Narrado na primeira pessoa, o livro conta a trajetória do jovem Peter Debauer. Órfão de pai, criado por uma mãe com a qual tem uma relação distante, o menino passa férias na Suíça com os avós paternos, editores de romances populares. Ao usar o verso de provas tipográficas como rascunho, descobre o texto de um romance que narra o regresso para casa de um soldado alemão, Karl, sobrevivente do front russo. Peter fica obcecado pela história, de autoria desconhecida. Já adulto, começa a investigar quem é o escritor. Ao mesmo tempo quer descobrir quem é seu pai, supostamente morto, uma dúvida que a mãe não esclarece. Quando está para se casar, Peter encontra problemas com a documentação, que o obrigam a investigar, agora sistematicamente, sua filiação. No final, as coisas se encaixam como as peças de um quebra-cabeça.

O romance, porém, não é apenas uma história de investigação centrada no velho tema do "manuscrito misterioso". Como pano de fundo, temos a realidade de nosso tempo (um capítulo, por exemplo, é dedicado à queda do Muro de Berlim). São constantes, também, as referências à Odisseia, de Homero, que fala da aventureira jornada do guerreiro grego Ulisses. Questão crucial: trata-se da história de uma volta para casa? Não, conclui o protagonista. Ulisses volta, mas apenas para partir de novo. Não há descanso para o herói grego – e nem para a consciência histórica alemã.
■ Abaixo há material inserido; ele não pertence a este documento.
use serde::{Deserialize, Serialize};

/// Sentinel shown in the game dropdown when no game filter is applied
pub const ALL_GAMES: &str = "All Games";

/// Sentinel shown in the region dropdown when no region filter is applied
pub const ALL_REGIONS: &str = "All Regions";

/// Player profile, used both for roster candidates and for the viewer
///
/// Every field is optional on the wire so a half-finished profile (a new
/// user who skipped setup) still deserializes.
#[derive(Debug, Clone, Default, PartialEq, Eq, Serialize, Deserialize)]
#[serde(rename_all = "camelCase", default)]
pub struct PlayerProfile {
    pub id: String,
    pub gamer_tag: String,
    pub game: String,
    pub rank: String,
    pub role: String,
    pub region: String,
    pub bio: String,
    pub looking_for_teammate: bool,
    pub last_active: String,
    #[serde(skip_serializing_if = "Option::is_none")]
    pub match_score: Option<u8>,
    #[serde(skip_serializing_if = "std::ops::Not::not")]
    pub profile_setup_completed: bool,
}

impl PlayerProfile {
    /// Copy of this profile carrying a computed match score
    pub fn with_score(&self, score: u8) -> Self {
        Self {
            match_score: Some(score),
            ..self.clone()
        }
    }
}

/// Game dimension of the browse filters
#[derive(Debug, Clone, Default, PartialEq, Eq, Serialize, Deserialize)]
#[serde(from = "String", into = "String")]
pub enum GameFilter {
    #[default]
    All,
    Only(String),
}

impl From<String> for GameFilter {
    fn from(value: String) -> Self {
        if value.is_empty() || value == ALL_GAMES {
            GameFilter::All
        } else {
            GameFilter::Only(value)
        }
    }
}

impl From<GameFilter> for String {
    fn from(value: GameFilter) -> Self {
        match value {
            GameFilter::All => ALL_GAMES.to_string(),
            GameFilter::Only(game) => game,
        }
    }
}

/// Region dimension of the browse filters
#[derive(Debug, Clone, Default, PartialEq, Eq, Serialize, Deserialize)]
#[serde(from = "String", into = "String")]
pub enum RegionFilter {
    #[default]
    All,
    Only(String),
}

impl From<String> for RegionFilter {
    fn from(value: String) -> Self {
        if value.is_empty() || value == ALL_REGIONS {
            RegionFilter::All
        } else {
            RegionFilter::Only(value)
        }
    }
}

impl From<RegionFilter> for String {
    fn from(value: RegionFilter) -> Self {
        match value {
            RegionFilter::All => ALL_REGIONS.to_string(),
            RegionFilter::Only(region) => region,
        }
    }
}

/// Browse filters held by the calling UI
#[derive(Debug, Clone, Default, PartialEq, Eq, Serialize, Deserialize)]
#[serde(rename_all = "camelCase", default)]
pub struct FilterCriteria {
    pub search_query: String,
    pub game_filter: GameFilter,
    pub region_filter: RegionFilter,
    pub looking_for_teammate_only: bool,
}

/// Label shown next to a match score
#[derive(Debug, Clone, Copy, PartialEq, Eq, Serialize, Deserialize)]
pub enum MatchTier {
    #[serde(rename = "Perfect Match")]
    Perfect,
    #[serde(rename = "Great Match")]
    Great,
    #[serde(rename = "Good Match")]
    Good,
    #[serde(rename = "Fair Match")]
    Fair,
    #[serde(rename = "Poor Match")]
    Poor,
    #[serde(rename = "N/A")]
    Unscored,
}

impl MatchTier {
    pub fn from_score(score: Option<u8>) -> Self {
        match score {
            None => MatchTier::Unscored,
            Some(s) if s >= 90 => MatchTier::Perfect,
            Some(s) if s >= 75 => MatchTier::Great,
            Some(s) if s >= 50 => MatchTier::Good,
            Some(s) if s >= 25 => MatchTier::Fair,
            Some(_) => MatchTier::Poor,
        }
    }

    pub fn label(&self) -> &'static str {
        match self {
            MatchTier::Perfect => "Perfect Match",
            MatchTier::Great => "Great Match",
            MatchTier::Good => "Good Match",
            MatchTier::Fair => "Fair Match",
            MatchTier::Poor => "Poor Match",
            MatchTier::Unscored => "N/A",
        }
    }
}

/// Scoring constants
///
/// score = base
///     - tier_step_penalty * |tier(candidate) - tier(viewer)|
///     + region_bonus (same region)
///     - role_penalty (same role)
///
/// clamped to 0, and to 100 when `cap_at_100` is set.
#[derive(Debug, Clone, Copy, PartialEq, Eq)]
pub struct ScoringRules {
    pub base: i32,
    pub tier_step_penalty: i32,
    pub region_bonus: i32,
    pub role_penalty: i32,
    pub cap_at_100: bool,
}

impl Default for ScoringRules {
    fn default() -> Self {
        Self {
            base: 100,
            tier_step_penalty: 5,
            region_bonus: 10,
            role_penalty: 15,
            cap_at_100: true,
        }
    }
}

/// Sender id used for messages written by the local user
pub const CURRENT_USER: &str = "current-user";

/// Chat message inside a conversation
#[derive(Debug, Clone, PartialEq, Eq, Serialize, Deserialize)]
#[serde(rename_all = "camelCase")]
pub struct ChatMessage {
    pub id: String,
    pub content: String,
    pub timestamp: String,
    pub sender_id: String,
}

/// The other side of a conversation
#[derive(Debug, Clone, PartialEq, Eq, Serialize, Deserialize)]
#[serde(rename_all = "camelCase")]
pub struct ConversationUser {
    pub id: String,
    pub gamer_tag: String,
    pub last_active: String,
}

/// Preview of the most recent message
#[derive(Debug, Clone, PartialEq, Eq, Serialize, Deserialize)]
#[serde(rename_all = "camelCase")]
pub struct LastMessage {
    pub content: String,
    pub timestamp: String,
    pub is_read: bool,
    pub sender_id: String,
}

#[derive(Debug, Clone, PartialEq, Eq, Serialize, Deserialize)]
#[serde(rename_all = "camelCase")]
pub struct Conversation {
    pub id: String,
    pub user: ConversationUser,
    pub last_message: LastMessage,
    pub unread_count: u32,
}

/// Speaker of an assistant history entry
#[derive(Debug, Clone, Copy, PartialEq, Eq, Serialize, Deserialize)]
#[serde(rename_all = "lowercase")]
pub enum MessageRole {
    User,
    Model,
}

#[derive(Debug, Clone, PartialEq, Eq, Serialize, Deserialize)]
pub struct AssistantTurn {
    pub role: MessageRole,
    pub content: String,
}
Fato comum na ficção de Schlink, o romance tem muito de autobiográfico. Como o personagem, ele tem formação jurídica. Seus avós também viviam na Suíça e eram editores de literatura barata. Sem grandes inovações estilísticas, e às vezes um tanto pesado em seus momentos mais digressivos, A Volta para Casa, no entanto, mantém o leitor amarrado ao drama pessoal de Peter – que é, em certa medida, o drama de seu país. O legado pós-guerra da Alemanha, que já teve em Günter Grass um intérprete famoso, continua dando seus frutos culpados.

Liane Neves

Resenhista premiado
Colaborador assíduo de VEJA – e autor da resenha desta página –, o escritor gaúcho Moacyr Scliar (foto abaixo), 72 anos, foi o vencedor do Jabuti, um dos mais prestigiosos prêmios literários do Brasil, na categoria romance. A distinção – anunciada na semana passada – foi concedida ao romance Manual da Paixão Solitária (Companhia das Letras), uma ficção sobre Onan, personagem do Gênesis.